(Stored items)

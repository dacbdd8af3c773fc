// 该文件是 Shanan PCB （山南西风 · 电路板缺陷检测） 项目的一部分。
// src/server/state.rs - HTTP 服务共享状态
//
// 本文件根据 Apache 许可证第 2.0 版（以下简称“许可证”）授权使用；
// 除非遵守该许可证条款，否则您不得使用本文件。
// 您可通过以下网址获取许可证副本：
// http://www.apache.org/licenses/LICENSE-2.0
// 除非适用法律要求或书面同意，根据本许可协议分发的软件均按“原样”提供，
// 不附带任何形式的明示或暗示的保证或条件。
// 有关许可权限与限制的具体条款，请参阅本许可协议。
//
// Copyright (C) 2026 Johann Li <me@qinka.pro>, Wareless Group

use std::sync::Arc;
use std::time::Instant;

use chrono::{DateTime, Utc};

use crate::pipeline::Pipeline;
use crate::report::ReportGenerator;

pub const SERVICE_TITLE: &str = "PCB Detector API";
pub const SERVICE_DESCRIPTION: &str = "PCB defect detection service";

/// 服务元数据与运行选项
#[derive(Debug, Clone)]
pub struct ServiceInfo {
  pub title: String,
  pub version: String,
  pub description: String,
  pub model_path: String,
  /// 为空时不校验访问令牌
  pub api_token: Option<String>,
  pub cors_origins: Vec<String>,
  pub started_at: DateTime<Utc>,
  pub started: Instant,
}

impl ServiceInfo {
  pub fn new(model_path: impl Into<String>) -> Self {
    Self {
      title: SERVICE_TITLE.to_string(),
      version: env!("CARGO_PKG_VERSION").to_string(),
      description: SERVICE_DESCRIPTION.to_string(),
      model_path: model_path.into(),
      api_token: None,
      cors_origins: vec!["*".to_string()],
      started_at: Utc::now(),
      started: Instant::now(),
    }
  }

  pub fn with_api_token(mut self, token: Option<String>) -> Self {
    self.api_token = token.filter(|t| !t.is_empty());
    self
  }

  pub fn with_cors_origins(mut self, origins: Vec<String>) -> Self {
    self.cors_origins = origins;
    self
  }

  pub fn uptime_seconds(&self) -> u64 {
    self.started.elapsed().as_secs()
  }
}

/// Axum 处理函数共享的状态
#[derive(Clone)]
pub struct AppState {
  pub pipeline: Arc<Pipeline>,
  /// 未配置时 `/report` 只能返回无缺陷的固定报告
  pub reporter: Option<Arc<dyn ReportGenerator>>,
  pub info: Arc<ServiceInfo>,
}

impl AppState {
  pub fn new(pipeline: Arc<Pipeline>, info: ServiceInfo) -> Self {
    Self {
      pipeline,
      reporter: None,
      info: Arc::new(info),
    }
  }

  pub fn with_reporter(mut self, reporter: Arc<dyn ReportGenerator>) -> Self {
    self.reporter = Some(reporter);
    self
  }
}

• What you are asked to do:
If a line above holds the string "ServiceInfo", copy it out.

• Answer to the problem:
pub struct ServiceInfo {
impl ServiceInfo {
  pub info: Arc<ServiceInfo>,
  pub fn new(pipeline: Arc<Pipeline>, info: ServiceInfo) -> Self {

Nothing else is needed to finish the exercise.